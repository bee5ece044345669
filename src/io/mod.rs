//! I/O modules for dataset loading.

pub mod async_loader;
pub mod file_loader;

pub use async_loader::{AsyncLoader, LoadResult};
pub use file_loader::LoadingState;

EXERCISE: The entire listing is to be retyped exactly.

OUTPUT BELOW:
repository bee5ece044345669
filename src/io/mod.rs
//! I/O modules for dataset loading.

pub mod async_loader;
pub mod file_loader;

pub use async_loader::{AsyncLoader, LoadResult};
pub use file_loader::LoadingState;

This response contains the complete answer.